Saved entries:
=== Section Start ===

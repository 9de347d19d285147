//! Action routing: dispatches `ActionRequest` to handlers by action name.

use std::collections::HashMap;
use std::future::Future;
use std::panic::AssertUnwindSafe;
use std::pin::Pin;
use std::sync::Arc;
use std::task::{Context, Poll};

use courier_core::ActionHandler;
use futures_util::FutureExt;
use serde_json::Value;
use tower::Service;
use tracing::error;

use super::dispatch::{ActionRequest, DispatchError, RouterError};

type BoxedFuture = Pin<Box<dyn Future<Output = Result<Value, DispatchError>> + Send>>;

// ---------------------------------------------------------------------------
// ActionRouter
// ---------------------------------------------------------------------------

/// Routes `ActionRequest` values to the handler registered for their action.
///
/// The handler table is fixed once built; clones share it. Requests for an
/// unregistered action return `DispatchError::UnknownAction`.
#[derive(Clone)]
pub struct ActionRouter {
    handlers: Arc<HashMap<String, Arc<dyn ActionHandler>>>,
}

impl ActionRouter {
    #[must_use]
    pub fn builder() -> ActionRouterBuilder {
        ActionRouterBuilder::default()
    }

    /// Returns `true` if a handler is registered for `action`.
    #[must_use]
    pub fn contains(&self, action: &str) -> bool {
        self.handlers.contains_key(action)
    }

    /// Registered action names, sorted.
    #[must_use]
    pub fn actions(&self) -> Vec<&str> {
        let mut names: Vec<&str> = self.handlers.keys().map(String::as_str).collect();
        names.sort_unstable();
        names
    }
}

impl std::fmt::Debug for ActionRouter {
    fn fmt(&self, f: &mut std::fmt::Formatter<'_>) -> std::fmt::Result {
        f.debug_struct("ActionRouter")
            .field("actions", &self.actions())
            .finish()
    }
}

impl Service<ActionRequest> for ActionRouter {
    type Response = Value;
    type Error = DispatchError;
    type Future = BoxedFuture;

    fn poll_ready(&mut self, _cx: &mut Context<'_>) -> Poll<Result<(), Self::Error>> {
        Poll::Ready(Ok(()))
    }

    fn call(&mut self, req: ActionRequest) -> Self::Future {
        let Some(handler) = self.handlers.get(req.action()).map(Arc::clone) else {
            let action = req.ctx.action;
            return Box::pin(async move { Err(DispatchError::UnknownAction { action }) });
        };

        Box::pin(async move {
            let ActionRequest { ctx, data } = req;
            let outcome = AssertUnwindSafe(handler.handle(&ctx, data))
                .catch_unwind()
                .await;
            match outcome {
                Ok(result) => result.map_err(DispatchError::Handler),
                Err(_panic) => {
                    error!(action = %ctx.action, queue = %ctx.queue, "action handler panicked");
                    Err(DispatchError::Panicked { action: ctx.action })
                }
            }
        })
    }
}

// ---------------------------------------------------------------------------
// ActionRouterBuilder
// ---------------------------------------------------------------------------

/// Collects handlers and validates the table before it is frozen.
#[derive(Default)]
pub struct ActionRouterBuilder {
    handlers: HashMap<String, Arc<dyn ActionHandler>>,
}

impl ActionRouterBuilder {
    /// Registers `handler` under `action`.
    ///
    /// # Errors
    ///
    /// Returns [`RouterError::EmptyActionName`] for an empty or blank name and
    /// [`RouterError::DuplicateAction`] if `action` is already taken.
    pub fn register<H>(mut self, action: impl Into<String>, handler: H) -> Result<Self, RouterError>
    where
        H: ActionHandler,
    {
        let action = action.into();
        if action.trim().is_empty() {
            return Err(RouterError::EmptyActionName);
        }
        if self.handlers.contains_key(&action) {
            return Err(RouterError::DuplicateAction(action));
        }
        self.handlers.insert(action, Arc::new(handler));
        Ok(self)
    }

    /// Asserts that every name in `actions` has been registered.
    ///
    /// # Errors
    ///
    /// Returns [`RouterError::MissingActions`] listing the absent names.
    pub fn require(self, actions: &[&str]) -> Result<Self, RouterError> {
        let missing: Vec<String> = actions
            .iter()
            .filter(|name| !self.handlers.contains_key(**name))
            .map(|name| (*name).to_string())
            .collect();
        if missing.is_empty() {
            Ok(self)
        } else {
            Err(RouterError::MissingActions(missing))
        }
    }

    #[must_use]
    pub fn build(self) -> ActionRouter {
        ActionRouter {
            handlers: Arc::new(self.handlers),
        }
    }
}

// ---------------------------------------------------------------------------
// Tests
// ---------------------------------------------------------------------------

=== Section End ===

• What you need to do:
Please transcribe the data above without changes, from its first line to its "type BoxedFuture = Pin<Box<dyn" line, and leave out anything past that.

• Problem solution:
repository 9de347d19d285147
//! Action routing: dispatches `ActionRequest` to handlers by action name.

use std::collections::HashMap;
use std::future::Future;
use std::panic::AssertUnwindSafe;
use std::pin::Pin;
use std::sync::Arc;
use std::task::{Context, Poll};

use courier_core::ActionHandler;
use futures_util::FutureExt;
use serde_json::Value;
use tower::Service;
use tracing::error;

use super::dispatch::{ActionRequest, DispatchError, RouterError};

type BoxedFuture = Pin<Box<dyn Future<Output = Result<Value, DispatchError>> + Send>>;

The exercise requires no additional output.